### Data records

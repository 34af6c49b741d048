//! Logger module
//!
//! Provides logging utilities for the HTTP server including:
//! - Server lifecycle logging
//! - Access logging with multiple formats
//! - Error and warning logging
//! - File-based logging support

mod format;
pub mod writer;

pub use format::AccessLogEntry;

use crate::config::Config;
use std::net::SocketAddr;

/// Initialize the logger with configuration
///
/// Should be called once at application startup.
pub fn init(config: &Config) -> std::io::Result<()> {
    writer::init(
        config.logging.access_log_file.as_deref(),
        config.logging.error_log_file.as_deref(),
    )
}

/// Write to info/access log
fn write_info(message: &str) {
    match writer::get() {
        Some(writer) => writer.write_access(message),
        None => println!("{message}"),
    }
}

/// Write to error log
fn write_error(message: &str) {
    match writer::get() {
        Some(writer) => writer.write_error(message),
        None => eprintln!("{message}"),
    }
}

pub fn log_server_start(addr: &SocketAddr, config: &Config) {
    write_info("======================================");
    write_info("Travel & stock info server started");
    write_info(&format!("Listening on: http://{addr}"));
    write_info(&format!("Log level: {}", config.logging.level));
    if let Some(workers) = config.server.workers {
        write_info(&format!("Worker threads: {workers}"));
    }
    if let Some(ref path) = config.logging.access_log_file {
        write_info(&format!("Access log: {path}"));
    }
    if let Some(ref path) = config.logging.error_log_file {
        write_info(&format!("Error log: {path}"));
    }
    write_info(&format!("Market data provider: {}", config.provider.base_url));
    write_info("======================================\n");
}

pub fn log_connection_accepted(peer_addr: &SocketAddr) {
    write_info(&format!("[Connection] Accepted from: {peer_addr}"));
}

pub fn log_connection_error(err: &impl std::fmt::Debug) {
    write_error(&format!("[ERROR] Failed to serve connection: {err:?}"));
}

pub fn log_error(message: &str) {
    write_error(&format!("[ERROR] {message}"));
}

pub fn log_warning(message: &str) {
    write_error(&format!("[WARN] {message}"));
}

pub fn log_headers_count(count: usize, show: bool) {
    if show {
        write_info(&format!("[Headers] Count: {count}"));
    }
}

/// Log formatted access log entry
pub fn log_access(entry: &AccessLogEntry, format: &str) {
    write_info(&entry.format(format));
}

pub fn log_api_request(method: &str, path: &str, status: u16) {
    write_info(&format!("[API] {method} {path} - {status}"));
}
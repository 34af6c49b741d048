// Lookup core module
// The request-to-response mapping layer: each operation validates its input,
// consults a static table or the market data provider, and folds the outcome
// into the response envelope.

mod city;
mod envelope;
mod lodging;
mod stock;
mod time;
mod weather;

// Re-export public types
pub use envelope::{Envelope, Report};
pub use lodging::{find_listings, Listing, ListingResults};
pub use stock::{stock_price, StockQuote};
pub use time::current_time;
pub use weather::current_weather;
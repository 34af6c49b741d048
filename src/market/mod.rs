//! Market data provider module
//!
//! Abstraction over the external source of stock price history. The stock
//! lookup depends on the trait, so tests run against a fake provider without
//! network access.

pub mod yahoo;

use async_trait::async_trait;
use chrono::{DateTime, Utc};
use thiserror::Error;

/// A single close-price observation.
#[derive(Debug, Clone, Copy, PartialEq)]
pub struct PricePoint {
    pub timestamp: DateTime<Utc>,
    pub close: f64,
}

/// Faults a provider call can produce.
#[derive(Error, Debug)]
pub enum ProviderError {
    #[error("network error: {0}")]
    Network(#[from] reqwest::Error),

    #[error("malformed response: {0}")]
    MalformedResponse(String),

    #[error("provider error: {code} - {description}")]
    Upstream { code: String, description: String },
}

/// External source of daily close prices.
#[async_trait]
pub trait MarketDataProvider: Send + Sync {
    /// Fetch the most recent trading day's close history for a symbol.
    ///
    /// An unknown or delisted symbol yields an empty list, not an error;
    /// errors are reserved for faults of the provider call itself.
    async fn fetch_close_history(&self, symbol: &str) -> Result<Vec<PricePoint>, ProviderError>;
}
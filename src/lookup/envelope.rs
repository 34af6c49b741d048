//! Response envelope module
//!
//! Every lookup operation returns an `Envelope`: success with a payload or
//! error with a human-readable message. The dispatcher serializes it verbatim,
//! so the serde representation is the wire format.

use serde::Serialize;

/// Uniform success/error wrapper.
///
/// Serializes as `{"status":"success", ...payload fields}` on success and
/// `{"status":"error","error_message":"..."}` on error.
#[derive(Debug, Clone, PartialEq, Serialize)]
#[serde(tag = "status", rename_all = "lowercase")]
pub enum Envelope<T> {
    Success {
        #[serde(flatten)]
        payload: T,
    },
    Error {
        error_message: String,
    },
}

impl<T> Envelope<T> {
    pub fn success(payload: T) -> Self {
        Self::Success { payload }
    }

    pub fn error(message: impl Into<String>) -> Self {
        Self::Error {
            error_message: message.into(),
        }
    }

    pub const fn is_success(&self) -> bool {
        matches!(self, Self::Success { .. })
    }

    /// The error message, if this is an error envelope.
    pub fn error_message(&self) -> Option<&str> {
        match self {
            Self::Success { .. } => None,
            Self::Error { error_message } => Some(error_message),
        }
    }
}

/// Payload carrying a single human-readable report line.
#[derive(Debug, Clone, PartialEq, Eq, Serialize)]
pub struct Report {
    pub report: String,
}

#[cfg(test)]
mod tests {
    use super::*;

    #[test]
    fn test_success_serialization_flattens_payload() {
        let envelope = Envelope::success(Report {
            report: "all clear".to_string(),
        });
        let json = serde_json::to_value(&envelope).unwrap();
        assert_eq!(
            json,
            serde_json::json!({"status": "success", "report": "all clear"})
        );
    }

    #[test]
    fn test_error_serialization() {
        let envelope = Envelope::<Report>::error("something went wrong");
        let json = serde_json::to_value(&envelope).unwrap();
        assert_eq!(
            json,
            serde_json::json!({"status": "error", "error_message": "something went wrong"})
        );
    }

    #[test]
    fn test_error_message_accessor() {
        let err = Envelope::<Report>::error("nope");
        assert!(!err.is_success());
        assert_eq!(err.error_message(), Some("nope"));

        let ok = Envelope::success(Report {
            report: "fine".to_string(),
        });
        assert!(ok.is_success());
        assert_eq!(ok.error_message(), None);
    }
}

### Your task
Copy out precisely the lines from the line with "to error log" to the line with "pub fn log_connection_error(err: &impl" in the material above, including those two lines and omitting all the rest.

### Your solution
/// Write to error log
fn write_error(message: &str) {
    match writer::get() {
        Some(writer) => writer.write_error(message),
        None => eprintln!("{message}"),
    }
}

pub fn log_server_start(addr: &SocketAddr, config: &Config) {
    write_info("======================================");
    write_info("Travel & stock info server started");
    write_info(&format!("Listening on: http://{addr}"));
    write_info(&format!("Log level: {}", config.logging.level));
    if let Some(workers) = config.server.workers {
        write_info(&format!("Worker threads: {workers}"));
    }
    if let Some(ref path) = config.logging.access_log_file {
        write_info(&format!("Access log: {path}"));
    }
    if let Some(ref path) = config.logging.error_log_file {
        write_info(&format!("Error log: {path}"));
    }
    write_info(&format!("Market data provider: {}", config.provider.base_url));
    write_info("======================================\n");
}

pub fn log_connection_accepted(peer_addr: &SocketAddr) {
    write_info(&format!("[Connection] Accepted from: {peer_addr}"));
}

pub fn log_connection_error(err: &impl std::fmt::Debug) {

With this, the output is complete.